Source code for ddql_optimal_execution.environnement._env

import os

import pandas as pd

from ddql_optimal_execution import State, Preprocessor

from ._exceptions import InvalidActionError, InvalidSwapError, EpisodeIndexError


[docs]class MarketEnvironnement:
    """
    This class represents the environment in which the agent is operating. It contains information such
    as the current time step, the agent's current position, and any other relevant information about
    the environment.

    Parameters
    ----------
    initial_inventory : int, optional
        The `initial_inventory` parameter is a float that represents the initial inventory of the agent.
        The default value is 100.0.
    data_path : str, optional
        The `data_path` parameter is a string that represents the path to the directory containing the
        data files. The default value is "../data".
    n_periods : int, optional
        The `n_periods` parameter is an integer that represents the number of periods in the data files.
        The default value is 5.
    quadratic_penalty_coefficient : float, optional
        The `quadratic_penalty_coefficient` parameter is a float that represents the coefficient of the
        quadratic penalty term in the reward function. The default value is 0.01.
    multi_episodes : bool, optional
        The `multi_episodes` parameter is a boolean that indicates whether the agent is operating in
        multi-episode mode. The default value is False.

    Attributes
    ----------
    initial_inventory : int
        The `initial_inventory` attribute is a float that represents the initial inventory of the agent.
    n_periods : int
        The `n_periods` attribute is an integer that represents the number of periods in the data files.
    current_episode : int
        The `current_episode` attribute is an integer that represents the current episode number.
    multi_episodes : bool
        The `multi_episodes` attribute is a boolean that indicates whether the agent is operating in
        multi-episode mode.
    quadratic_penalty_coefficient : float
        The `quadratic_penalty_coefficient` attribute is a float that represents the coefficient of the
        quadratic penalty term in the reward function.
    horizon : int
        The `horizon` attribute is an integer that represents the number of periods in the data files.
    preprocessor : Preprocessor
        The `preprocessor` attribute is an instance of the `Preprocessor` class, which is used to
        preprocess the data files.
    historical_data_series : List[str]
        The `historical_data_series` attribute is a list of strings that represents the paths to the
        data files.
    historical_data : pd.DataFrame
        The `historical_data` attribute is a pandas DataFrame that contains the historical data.
    state : State
        The `state` attribute is an instance of the `State` class, which represents the current state of
        the environment in which the agent is operating. It contains information such as the current
        time step, the agent's current position, and any other relevant information about the
        environment.
    done : bool
        The `done` attribute is a boolean that indicates whether the episode is over.
    """

[docs]    def __init__(
        self,
        initial_inventory: int = 100,
        data_path: str = "../data",
        n_periods: int = 5,
        quadratic_penalty_coefficient: float = 0.01,
        multi_episodes: bool = False,
        **kwargs,
    ) -> None:
        self.initial_inventory = initial_inventory
        self.n_periods = n_periods

        self.current_episode = 0
        self.multi_episodes = multi_episodes
        self.quadratic_penalty_coefficient = quadratic_penalty_coefficient
        self.horizon = n_periods

        self.preprocessor = Preprocessor(
            n_periods=n_periods,
            QV=kwargs.get("QV", True),
            normalize_price=kwargs.get("normalize_price", True),
            volume=kwargs.get("Volume", True),
        )

        if multi_episodes:
            self.historical_data_series = []
            for file in os.listdir(data_path):
                if file.endswith(".csv"):
                    self.historical_data_series.append(f"{data_path}/{file}")
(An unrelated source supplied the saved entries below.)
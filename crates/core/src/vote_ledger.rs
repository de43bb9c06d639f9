// Copyright (C) 2026 Fred Clausen
// Use of this source code is governed by an MIT-style
// license that can be found in the LICENSE file or at
// https://opensource.org/licenses/MIT.

use crate::error::{ConflictKind, CoreError};
use crate::lookup::{require_contest, require_participant_in_contest};
use crate::store::{ContestStore, StoreError};
use contest_vote_domain::{
    CodeName, ContestId, MAX_TEXT_LENGTH, NewVote, Participant, ParticipantResult,
    PaymentReference, Vote, tally_results, validate_text, validate_vote_count,
};
use tracing::info;

/// Voter name recorded on admin votes when none is supplied.
pub const DEFAULT_ADMIN_VOTER: &str = "Admin";

/// Records votes and aggregates totals.
pub struct VoteLedger<'a, S: ContestStore> {
    store: &'a mut S,
}

impl<'a, S: ContestStore> VoteLedger<'a, S> {
    pub const fn new(store: &'a mut S) -> Self {
        Self { store }
    }

    /// Records a vote for a participant.
    ///
    /// A supplied payment reference makes the vote idempotent: a second
    /// vote with the same reference is rejected and counts nothing. A blank
    /// reference is recorded as no reference.
    ///
    /// # Errors
    ///
    /// Returns `CoreError::Validation` for a non-positive count, a blank or
    /// oversized voter name, or an oversized reference; `CoreError::NotFound`
    /// if the contest or participant is absent or the participant is in
    /// another contest; `CoreError::Conflict` if the participant is evicted
    /// or the reference was already used.
    pub fn record_vote(
        &mut self,
        contest_id: ContestId,
        code_name: &CodeName,
        vote_count: i64,
        voter_name: &str,
        payment_reference: Option<&str>,
    ) -> Result<Vote, CoreError> {
        let reference: Option<PaymentReference> = payment_reference
            .filter(|raw| !raw.trim().is_empty())
            .map(PaymentReference::parse)
            .transpose()?;
        self.insert(contest_id, code_name, vote_count, voter_name, reference)
    }

    /// Records an admin-issued vote with a synthesized `VOTE_<uuid>`
    /// reference. A blank or absent voter name becomes `"Admin"`.
    ///
    /// # Errors
    ///
    /// Same as [`VoteLedger::record_vote`].
    pub fn add_admin_vote(
        &mut self,
        contest_id: ContestId,
        code_name: &CodeName,
        vote_count: i64,
        voter_name: Option<&str>,
    ) -> Result<Vote, CoreError> {
        let voter_name: &str = voter_name
            .map(str::trim)
            .filter(|name| !name.is_empty())
            .unwrap_or(DEFAULT_ADMIN_VOTER);
        let reference: PaymentReference = PaymentReference::generate_admin();
        self.insert(contest_id, code_name, vote_count, voter_name, Some(reference))
    }

    /// Returns every participant of a contest with its vote total, in
    /// listing order.
    ///
    /// # Errors
    ///
    /// Returns `CoreError::NotFound` if the contest does not exist.
    pub fn results(&mut self, contest_id: ContestId) -> Result<Vec<ParticipantResult>, CoreError> {
        require_contest(self.store, contest_id)?;
        let participants: Vec<Participant> = self.store.list_participants(contest_id)?;
        let counts: Vec<(i64, u32)> = self.store.contest_vote_counts(contest_id)?;
        Ok(tally_results(&participants, &counts))
    }

    fn insert(
        &mut self,
        contest_id: ContestId,
        code_name: &CodeName,
        vote_count: i64,
        voter_name: &str,
        reference: Option<PaymentReference>,
    ) -> Result<Vote, CoreError> {
        validate_vote_count(vote_count)?;
        validate_text("voterName", voter_name, MAX_TEXT_LENGTH)?;

        require_contest(self.store, contest_id)?;
        let participant: Participant =
            require_participant_in_contest(self.store, contest_id, code_name)?;
        participant.status.ensure_can_receive_votes(code_name)?;

        let new_vote: NewVote = NewVote::new(
            contest_id,
            participant.participant_id,
            vote_count,
            voter_name,
            reference,
        )?;

        let vote: Vote = self.store.insert_vote(&new_vote).map_err(|err| match err {
            StoreError::ParticipantEvicted { .. } => {
                CoreError::Conflict(ConflictKind::ParticipantEvicted {
                    code_name: code_name.to_string(),
                })
            }
            other => CoreError::from(other),
        })?;

        info!(
            contest_id = contest_id.value(),
            code_name = %code_name,
            vote_count = vote.vote_count,
            vote_id = vote.vote_id,
            "Recorded vote"
        );
        Ok(vote)
    }
}
// Copyright (C) 2026 Fred Clausen
// Use of this source code is governed by an MIT-style
// license that can be found in the LICENSE file or at
// https://opensource.org/licenses/MIT.

use crate::store::{StoreError, UniqueConstraint};
use contest_vote_domain::DomainError;
use thiserror::Error;

/// The specific rule behind a conflict.
#[derive(Debug, Clone, PartialEq, Eq, Error)]
pub enum ConflictKind {
    #[error("Email already exists")]
    DuplicateEmail,
    #[error("Code name already exists")]
    DuplicateCodeName,
    #[error("Payment reference already exists")]
    DuplicatePaymentReference,
    #[error("Participant {code_name} is already evicted")]
    AlreadyEvicted { code_name: String },
    #[error("Participant {code_name} has been evicted and cannot receive votes")]
    ParticipantEvicted { code_name: String },
}

impl ConflictKind {
    /// Stable rule name used by the API layer.
    #[must_use]
    pub const fn rule(&self) -> &'static str {
        match self {
            Self::DuplicateEmail => "unique_email",
            Self::DuplicateCodeName => "unique_code_name",
            Self::DuplicatePaymentReference => "unique_payment_reference",
            Self::AlreadyEvicted { .. } => "already_evicted",
            Self::ParticipantEvicted { .. } => "participant_evicted",
        }
    }
}

/// Errors surfaced by the registries and the vote ledger.
#[derive(Debug, Clone, PartialEq, Eq, Error)]
pub enum CoreError {
    /// Malformed or missing input.
    #[error(transparent)]
    Validation(DomainError),
    /// A referenced contest or participant does not exist.
    #[error("{entity} not found: {key}")]
    NotFound { entity: &'static str, key: String },
    /// A uniqueness or lifecycle rule rejected the operation.
    #[error(transparent)]
    Conflict(ConflictKind),
    /// Infrastructure failure.
    #[error("Store error: {0}")]
    Store(String),
}

impl CoreError {
    pub(crate) fn contest_not_found(key: impl ToString) -> Self {
        Self::NotFound {
            entity: "Contest",
            key: key.to_string(),
        }
    }

    pub(crate) fn participant_not_found(key: impl ToString) -> Self {
        Self::NotFound {
            entity: "Participant",
            key: key.to_string(),
        }
    }
}

impl From<DomainError> for CoreError {
    fn from(err: DomainError) -> Self {
        match err {
            DomainError::ParticipantAlreadyEvicted { code_name } => {
                Self::Conflict(ConflictKind::AlreadyEvicted { code_name })
            }
            DomainError::ParticipantEvicted { code_name } => {
                Self::Conflict(ConflictKind::ParticipantEvicted { code_name })
            }
            other => Self::Validation(other),
        }
    }
}

impl From<StoreError> for CoreError {
    fn from(err: StoreError) -> Self {
        match err {
            StoreError::UniqueViolation(UniqueConstraint::ParticipantEmail) => {
                Self::Conflict(ConflictKind::DuplicateEmail)
            }
            StoreError::UniqueViolation(UniqueConstraint::ParticipantCodeName) => {
                Self::Conflict(ConflictKind::DuplicateCodeName)
            }
            StoreError::UniqueViolation(UniqueConstraint::PaymentReference) => {
                Self::Conflict(ConflictKind::DuplicatePaymentReference)
            }
            StoreError::UniqueViolation(UniqueConstraint::Other(detail)) => {
                Self::Store(format!("Unexpected unique violation: {detail}"))
            }
            StoreError::NotFound { entity, key } => Self::NotFound { entity, key },
            StoreError::ParticipantEvicted { participant_id } => {
                Self::Conflict(ConflictKind::ParticipantEvicted {
                    code_name: format!("#{participant_id}"),
                })
            }
            StoreError::Backend(msg) => Self::Store(msg),
        }
    }
}
// Copyright (C) 2026 Fred Clausen
// Use of this source code is governed by an MIT-style
// license that can be found in the LICENSE file or at
// https://opensource.org/licenses/MIT.

use contest_vote_domain::{NewParticipant, Participant};
use diesel::prelude::*;
use diesel::{MysqlConnection, SqliteConnection};
use tracing::{debug, info};

use crate::backend::PersistenceBackend;
use crate::data_models::ParticipantRow;
use crate::diesel_schema::{participants, votes};
use crate::error::PersistenceError;

backend_fn! {
/// Inserts an active participant under the given code name.
///
/// # Errors
///
/// Returns `PersistenceError::UniqueViolation` if the email or code name is
/// already taken, or `PersistenceError::ForeignKeyViolation` if the contest
/// does not exist.
pub fn insert_participant(
    conn: &mut _,
    contest_id: i64,
    code_name: &str,
    participant: &NewParticipant,
    created_at: &str,
) -> Result<Participant, PersistenceError> {
    info!("Creating participant {} in contest {}", code_name, contest_id);

    diesel::insert_into(participants::table)
        .values((
            participants::contest_id.eq(contest_id),
            participants::code_name.eq(code_name),
            participants::full_name.eq(participant.full_name()),
            participants::email.eq(participant.email()),
            participants::about.eq(participant.about()),
            participants::photo.eq(participant.photo()),
            participants::evicted.eq(0),
            participants::created_at.eq(created_at),
        ))
        .execute(conn)?;

    let participant_id: i64 = conn.get_last_insert_rowid()?;

    let row: ParticipantRow = participants::table
        .filter(participants::participant_id.eq(participant_id))
        .select(ParticipantRow::as_select())
        .first(conn)?;

    row.into_participant()
}
}

backend_fn! {
/// Overwrites a participant's profile fields.
///
/// Code name, contest, and eviction state are never written here.
///
/// # Errors
///
/// Returns `PersistenceError::UniqueViolation` if the new email is taken,
/// or `PersistenceError::ParticipantNotFound` if the row is gone.
pub fn update_participant(
    conn: &mut _,
    participant: &Participant,
) -> Result<Participant, PersistenceError> {
    let participant_id: i64 = participant.participant_id;
    info!("Updating participant {}", participant.code_name);

    diesel::update(participants::table.filter(participants::participant_id.eq(participant_id)))
        .set((
            participants::full_name.eq(&participant.full_name),
            participants::email.eq(&participant.email),
            participants::about.eq(&participant.about),
            participants::photo.eq(participant.photo.as_deref()),
        ))
        .execute(conn)?;

    let row: Option<ParticipantRow> = participants::table
        .filter(participants::participant_id.eq(participant_id))
        .select(ParticipantRow::as_select())
        .first(conn)
        .optional()?;

    row.ok_or_else(|| PersistenceError::ParticipantNotFound(participant.code_name.to_string()))?
        .into_participant()
}
}

backend_fn! {
/// Sets the eviction flag on an active participant.
///
/// Returns `false` when the participant was already evicted or missing.
///
/// # Errors
///
/// Returns an error if the update fails.
pub fn mark_evicted(conn: &mut _, participant_id: i64) -> Result<bool, PersistenceError> {
    let changed: usize = diesel::update(
        participants::table
            .filter(participants::participant_id.eq(participant_id))
            .filter(participants::evicted.eq(0)),
    )
    .set(participants::evicted.eq(1))
    .execute(conn)?;

    debug!("Eviction of participant {} changed {} rows", participant_id, changed);
    Ok(changed == 1)
}
}

backend_fn! {
/// Removes a participant and every vote cast for them in one transaction.
///
/// Returns the number of votes removed.
///
/// # Errors
///
/// Returns `PersistenceError::ParticipantNotFound` if the participant does
/// not exist. Nothing is removed on error.
pub fn delete_participant_cascade(
    conn: &mut _,
    participant_id: i64,
) -> Result<usize, PersistenceError> {
    conn.transaction::<_, PersistenceError, _>(|conn| {
        let existing: i64 = participants::table
            .filter(participants::participant_id.eq(participant_id))
            .count()
            .get_result(conn)?;
        if existing == 0 {
            return Err(PersistenceError::ParticipantNotFound(format!(
                "#{participant_id}"
            )));
        }

        let votes_removed: usize =
            diesel::delete(votes::table.filter(votes::participant_id.eq(participant_id)))
                .execute(conn)?;

        diesel::delete(participants::table.filter(participants::participant_id.eq(participant_id)))
            .execute(conn)?;

        info!(
            "Deleted participant {} and {} votes",
            participant_id, votes_removed
        );
        Ok(votes_removed)
    })
}
}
            self.historical_data = pd.read_csv(
                self.historical_data_series[self.current_episode]
            )

        else:
            self.historical_data = pd.read_csv(f"{data_path}/historical_data.csv")

        self.__load_episode()

        self.state_size = len(self.state)

    def __initialize_state(self) -> None:
        """This function initializes the state of an object with historical data and an initial inventory."""
        self.state = State(
            dict(
                zip(
                    [*self.historical_data.columns, "inventory"],
                    [*self.historical_data.iloc[0].values, self.initial_inventory],
                )
            )
        )

    def __load_episode(self) -> None:
        """This function loads an episode by preprocessing historical data, initializing the state, and setting
        the "done" flag to False.

        Parameters
        ----------
        df : pd.DataFrame
            The parameter `df` is a pandas DataFrame that is being passed as an argument to the
        `__load_episode` method. However, it is not being used in the method and seems to be unnecessary.

        """
        self.historical_data, self.raw_prices = self.preprocessor(self.historical_data)
        self.__initialize_state()
        self.done = False

        self.pnl_for_episode = []

[docs]    def get_current_raw_price(self) -> pd.Series:
        """This function returns the current raw price."""
        return self.raw_prices[self.raw_prices["period"] == int(self.state["period"])][
            "Price"
        ]

[docs]    def swap_episode(self, episode: int) -> None:
        """
        This function swaps the current episode in a time series environment and updates the historical
        data, periods, and state accordingly.

        Args:
          episode (int): The episode parameter is an integer that represents the episode number to be
        swapped to.
        """
        if self.state["period"] >= 1 and not self.done:
            raise InvalidSwapError

        if episode >= len(self.historical_data_series):
            raise EpisodeIndexError

        self.current_episode = episode
        self.historical_data = pd.read_csv(self.historical_data_series[episode])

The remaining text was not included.